**Problem description:** Count the lines below that contain "BTreeSet". Answer with the number alone.

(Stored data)
☆ ☆ ☆
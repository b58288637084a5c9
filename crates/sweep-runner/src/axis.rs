//! Experiment axes and the combinations they span.
//!
//! Groups are combined by nested iteration, first group outermost. A free
//! axis contributes each of its values; a paired group contributes one
//! position at a time, binding every axis of the group at that position.

use crate::error::ExpandError;
use regex::Regex;
use serde::{de, Deserialize, Deserializer, Serialize};
use serde_json::Value;
use std::collections::{BTreeMap, BTreeSet};
use std::sync::OnceLock;

#[derive(Debug, Clone, Copy, Default, PartialEq, Eq, Serialize, Deserialize)]
#[serde(rename_all = "snake_case")]
pub enum Encoding {
    /// Inserted into the template as-is.
    #[default]
    Raw,
    /// Inserted as a JSON string literal, quotes included.
    Json,
}

impl Encoding {
    fn apply(self, text: &str) -> String {
        match self {
            Encoding::Raw => text.to_string(),
            Encoding::Json => Value::String(text.to_string()).to_string(),
        }
    }
}

#[derive(Debug, Clone, PartialEq, Eq, Serialize, Deserialize)]
pub struct Axis {
    pub name: String,
    #[serde(default)]
    pub encoding: Encoding,
    #[serde(deserialize_with = "scalar_strings")]
    pub values: Vec<String>,
}

impl Axis {
    pub fn new<I, S>(name: &str, values: I) -> Self
    where
        I: IntoIterator<Item = S>,
        S: Into<String>,
    {
        Axis {
            name: name.to_string(),
            encoding: Encoding::Raw,
            values: values.into_iter().map(Into::into).collect(),
        }
    }

    pub fn with_encoding(mut self, encoding: Encoding) -> Self {
        self.encoding = encoding;
        self
    }
}

#[derive(Debug, Clone, PartialEq, Eq, Serialize, Deserialize)]
#[serde(untagged)]
pub enum AxisGroup {
    Paired { paired: Vec<Axis> },
    Free(Axis),
}

impl AxisGroup {
    pub fn axes(&self) -> &[Axis] {
        match self {
            AxisGroup::Paired { paired } => paired,
            AxisGroup::Free(axis) => std::slice::from_ref(axis),
        }
    }

    /// Number of values this group iterates over.
    pub fn positions(&self) -> usize {
        self.axes().first().map(|a| a.values.len()).unwrap_or(0)
    }
}

/// One combination: every field bound to its (reference-resolved) value.
#[derive(Debug, Clone, Default, PartialEq, Eq)]
pub struct Binding {
    fields: BTreeMap<String, BoundValue>,
}

#[derive(Debug, Clone, PartialEq, Eq)]
struct BoundValue {
    text: String,
    encoding: Encoding,
}

impl Binding {
    pub fn get(&self, field: &str) -> Option<&str> {
        self.fields.get(field).map(|v| v.text.as_str())
    }

    /// Text as it goes into the template.
    pub fn encoded(&self, field: &str) -> Option<String> {
        self.fields.get(field).map(|v| v.encoding.apply(&v.text))
    }

    pub fn fields(&self) -> impl Iterator<Item = (&str, &str)> {
        self.fields
            .iter()
            .map(|(k, v)| (k.as_str(), v.text.as_str()))
    }

    pub fn to_json(&self) -> Value {
        Value::Object(
            self.fields()
                .map(|(k, v)| (k.to_string(), Value::String(v.to_string())))
                .collect(),
        )
    }

    fn insert(&mut self, field: &str, text: &str, encoding: Encoding) {
        self.fields.insert(
            field.to_string(),
            BoundValue {
                text: text.to_string(),
                encoding,
            },
        );
    }
}

pub(crate) fn reference_pattern() -> &'static Regex {
    static PATTERN: OnceLock<Regex> = OnceLock::new();
    PATTERN.get_or_init(|| Regex::new(r"\$\{([A-Za-z0-9_]+)\}").expect("reference pattern"))
}

/// Replaces `${field}` references in `text` with `lookup(field)`. The
/// replacement text is not scanned again.
pub(crate) fn substitute_references<F>(
    text: &str,
    owner: &str,
    lookup: F,
) -> Result<String, ExpandError>
where
    F: Fn(&str) -> Option<String>,
{
    let pattern = reference_pattern();
    let mut out = String::with_capacity(text.len());
    let mut last = 0;
    for caps in pattern.captures_iter(text) {
        let (Some(whole), Some(name)) = (caps.get(0), caps.get(1)) else {
            continue;
        };
        let name = name.as_str();
        let value = lookup(name).ok_or_else(|| ExpandError::UnboundReference {
            field: owner.to_string(),
            reference: name.to_string(),
        })?;
        out.push_str(&text[last..whole.start()]);
        out.push_str(&value);
        last = whole.end();
    }
    out.push_str(&text[last..]);
    Ok(out)
}

/// Field names in binding order, rejecting empty axes, uneven pairings,
/// fields bound twice and plans too large to enumerate.
pub fn validate_groups(groups: &[AxisGroup]) -> Result<Vec<String>, ExpandError> {
    let mut seen = BTreeSet::new();
    let mut fields = Vec::new();
    for group in groups {
        let axes = group.axes();
        if axes.is_empty() {
            return Err(ExpandError::EmptyAxis("<empty paired group>".to_string()));
        }
        for axis in axes {
            if axis.values.is_empty() {
                return Err(ExpandError::EmptyAxis(axis.name.clone()));
            }
            if !seen.insert(axis.name.clone()) {
                return Err(ExpandError::DuplicateField(axis.name.clone()));
            }
            fields.push(axis.name.clone());
        }
        let expected = group.positions();
        if axes.iter().any(|a| a.values.len() != expected) {
            return Err(ExpandError::MismatchedPairing {
                axes: axes
                    .iter()
                    .map(|a| a.name.as_str())
                    .collect::<Vec<_>>()
                    .join(", "),
                lengths: axes
                    .iter()
                    .map(|a| a.values.len().to_string())
                    .collect::<Vec<_>>()
                    .join(", "),
            });
        }
    }
    combination_count(groups)?;
    Ok(fields)
}

pub fn combination_count(groups: &[AxisGroup]) -> Result<usize, ExpandError> {
    if groups.is_empty() {
        return Ok(0);
    }
    groups.iter().try_fold(1usize, |total, group| {
        total
            .checked_mul(group.positions())
            .ok_or(ExpandError::TooManyCombinations)
    })
}

/// Every combination in nested-iteration order, references resolved.
pub fn combinations(groups: &[AxisGroup]) -> Result<Vec<Binding>, ExpandError> {
    validate_groups(groups)?;
    let total = combination_count(groups)?;
    let mut out = Vec::with_capacity(total);
    if total == 0 {
        return Ok(out);
    }

    let mut cursor = vec![0usize; groups.len()];
    loop {
        let mut raw = Binding::default();
        for (group, &position) in groups.iter().zip(cursor.iter()) {
            for axis in group.axes() {
                raw.insert(&axis.name, &axis.values[position], axis.encoding);
            }
        }
        out.push(resolve_references(&raw)?);

        // Odometer step: the last group turns fastest.
        let mut idx = groups.len();
        loop {
            if idx == 0 {
                return Ok(out);
            }
            idx -= 1;
            cursor[idx] += 1;
            if cursor[idx] < groups[idx].positions() {
                break;
            }
            cursor[idx] = 0;
        }
    }
}

fn resolve_references(raw: &Binding) -> Result<Binding, ExpandError> {
    let mut resolved = Binding::default();
    for (field, value) in raw.fields.iter() {
        let text = substitute_references(&value.text, field, |name| {
            raw.get(name).map(str::to_string)
        })?;
        resolved.insert(field, &text, value.encoding);
    }
    Ok(resolved)
}

fn scalar_strings<'de, D>(deserializer: D) -> Result<Vec<String>, D::Error>
where
    D: Deserializer<'de>,
{
    let raw = Vec::<Value>::deserialize(deserializer)?;
    raw.into_iter()
        .map(|v| match v {
            Value::String(s) => Ok(s),
            Value::Number(n) => Ok(n.to_string()),
            Value::Bool(b) => Ok(b.to_string()),
            other => Err(de::Error::custom(format!(
                "axis values must be strings, numbers or booleans, got {}",
                other
            ))),
        })
        .collect()
}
☆ ☆ ☆
**Completed exercise:** 2